Art is not considered anymore as form of contemplation, but more and more as a vehicle through which several topics can be advanced, i.e. from human rights promotion to health therapy.
Without the need of verbalizing the event of trauma, art allows us to tell our experience, find comfort, or reduce the stigma and silence around a particular topic (i.e. HIV/AIDS, mental illnesses). This can be better explained by Berman’s quote “Art helps to relieve stress, it is a way of healing”1. It is indeed a tool through which people manage to articulate concerns and fears while becoming self-aware, confident, healthy.
The International Society for Traumatic Stress Studies (ISTSS) has adopted and supported the method of Creative Arts Therapy (CAT) as a way to “access nonverbal material or content that is unavailable to words”2. Moreover, ISTSS has recognized that CAT may encourage “testimony, public education and de-stigmatization of trauma victim” helping the victim overcome the trauma without being compelled to go under interviews that may aggravate the psychological condition3. It does seem that the artistic approach appears to facilitate a process for individuals to reconnect and integrate their mind, body and spirit while acquiring an agency increase4.
Throughout the literature, there are insights that art may function as a shelter, a safe place, or a temporary home that assists in restoration and integration. When individuals create or are involved in art, memories are released.
Art-making enables humans, not only in finding a safe space that can strengthen their sense of stability and remembrance, but also experiencing a journey in which they can integrate different pieces of their identity through self-expression and aesthetic creation.
As an example, one recent and interesting initiative regarding art and health has been adopted by the Brussels’ head of culture and tourism, Delpine Houba. Patients suffering from stress in Brussels might be suggested by doctors to visit museums. This idea comes from a three-month pilot project inspired by a similar programme in Canada, at the Montreal Museum of Fine Arts5.
Since 2018, participating doctors have been able to prescribe up to 50 free museum visits a year to their patients, offering “a safe, welcoming place, a relaxing, revitalizing experience, a moment of respite, and an opportunity to strengthen ties with loved ones” as reported on the museum’s website.

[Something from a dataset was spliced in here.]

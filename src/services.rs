pub mod dashboard_service;
pub mod product_service;
pub mod sales_service;
pub mod stock_service;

According to the Belgian newspaper L’Echo, Houba had signed the project in partnership with the Brugmann Hospital in Brussels. Doctors at the Brugmann can prescribe museum visits to individual patients and the hospital’s stress clinic will also organise collective visits for in-patients receiving therapeutic treatment. The five museums taking part in the pilot project are the Brussels City Museum, the Fashion and Lace Museum, the Sewer Museum, the Garderobe Manneken-Pis and the Centrale museum for contemporary art. The project will be evaluated at the end of 2021 and extended to other Belgian museums willing to cooperate if deemed successful.
Houba has reported that treatments for mental health are particularly relevant during the coronavirus pandemic and that research “has proven that art can be beneficial for health, both mental and physical”, thus supporting the premise beforementioned.

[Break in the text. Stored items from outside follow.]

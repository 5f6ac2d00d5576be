// src/services/stock_service.rs

use chrono::{DateTime, Utc};
use rust_decimal::Decimal;
use uuid::Uuid;

use crate::{
    common::error::AppError,
    db::{ProductRepository, SalesRepository, StockMovementRepository, Store, Tables},
    models::{
        inventory::{reasons, MovementType, NewStockMovement, StockMovement},
        product::Product,
        sales::{NewSale, Sale},
    },
};

// Regras de estoque: o único caminho que altera `Product::stock`.
// Toda alteração deixa uma movimentação, e saídas nunca deixam o saldo negativo.
#[derive(Debug, Clone)]
pub struct StockService {
    store: Store,
    products: ProductRepository,
    sales: SalesRepository,
    movements: StockMovementRepository,
}

impl StockService {
    pub fn new(
        store: Store,
        products: ProductRepository,
        sales: SalesRepository,
        movements: StockMovementRepository,
    ) -> Self {
        Self { store, products, sales, movements }
    }

    // --- LISTAGEM ---
    pub fn list_stock_movements(&self, product_id: Option<Uuid>) -> Vec<StockMovement> {
        let tables = self.store.read();
        self.movements.get_all(&tables, product_id)
    }

    // --- SELL (VENDA) ---
    pub fn record_sale(&self, new: NewSale) -> Result<Sale, AppError> {
        let mut tx = self.store.begin();
        let now = Utc::now();

        // 1. Produto existe?
        let product = self
            .products
            .find_by_id(&tx, new.product_id)
            .ok_or(AppError::ProductNotFound)?;

        // 2. Saldo suficiente?
        ensure_available(&product, new.quantity)?;

        // 3. Preço: unitário informado (desconto) ou o atual; total sempre calculado
        let unit_price = new.unit_price.unwrap_or(product.price);
        let total_price = unit_price
            .checked_mul(Decimal::from(new.quantity))
            .ok_or(AppError::AmountOutOfRange("totalPrice"))?;
        if let Some(received) = new.total_price {
            if received != total_price {
                return Err(AppError::PriceMismatch { expected: total_price, received });
            }
        }

        // 4. Baixa + histórico; só depois grava a venda, que não falha
        self.apply_movement(
            &mut tx,
            NewStockMovement {
                product_id: product.id,
                movement_type: MovementType::Out,
                quantity: new.quantity,
                reason: Some(reasons::SALE.to_string()),
            },
            now,
        )?;

        let sale = self
            .sales
            .create(&mut tx, product.id, new.quantity, unit_price, total_price, now);

        tracing::info!(
            sale_id = %sale.id,
            product_id = %product.id,
            quantity = sale.quantity,
            total = %sale.total_price,
            "Venda registrada"
        );
        Ok(sale)
    }

    // --- ENTRADA / SAÍDA MANUAL ---
    pub fn record_stock_movement(&self, new: NewStockMovement) -> Result<StockMovement, AppError> {
        let mut tx = self.store.begin();
        let (product, movement) = self.apply_movement(&mut tx, new, Utc::now())?;

        tracing::info!(
            movement_id = %movement.id,
            product_id = %product.id,
            movement_type = ?movement.movement_type,
            quantity = movement.quantity,
            stock = product.stock,
            "Movimentação de estoque registrada"
        );
        Ok(movement)
    }

    /// Aplica uma movimentação com as tabelas já travadas pelo chamador.
    /// Checa antes de mutar: em caso de erro nada foi alterado.
    pub(crate) fn apply_movement(
        &self,
        tx: &mut Tables,
        new: NewStockMovement,
        now: DateTime<Utc>,
    ) -> Result<(Product, StockMovement), AppError> {
        let product = self
            .products
            .find_by_id(tx, new.product_id)
            .ok_or(AppError::ProductNotFound)?;

        if new.movement_type == MovementType::Out {
            ensure_available(&product, new.quantity)?;
        }

        let delta = new.movement_type.signed(new.quantity);
        let product = self.products.apply_stock_delta(tx, product.id, delta, now)?;
        let movement = self.movements.record(
            tx,
            product.id,
            new.movement_type,
            new.quantity,
            new.reason,
            now,
        );

        Ok((product, movement))
    }
}

fn ensure_available(product: &Product, requested: i32) -> Result<(), AppError> {
    if product.stock < requested {
        tracing::warn!(
            product_id = %product.id,
            available = product.stock,
            requested,
            "Saída recusada: estoque insuficiente"
        );
        return Err(AppError::InsufficientStock { available: product.stock, requested });
    }
    Ok(())
}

In this initiative, the correlation between culture and health is clear. Houba wants to invest in cultural activities because she is aware of how the covid crisis and the linked death of cultural life have accentuated stress, burnout and other pathologies. To manifest her belief in the power of arts and culture to alleviate health diseases, she quoted Le Clézio who said: "One day, we may know that there was no art, but only medicine".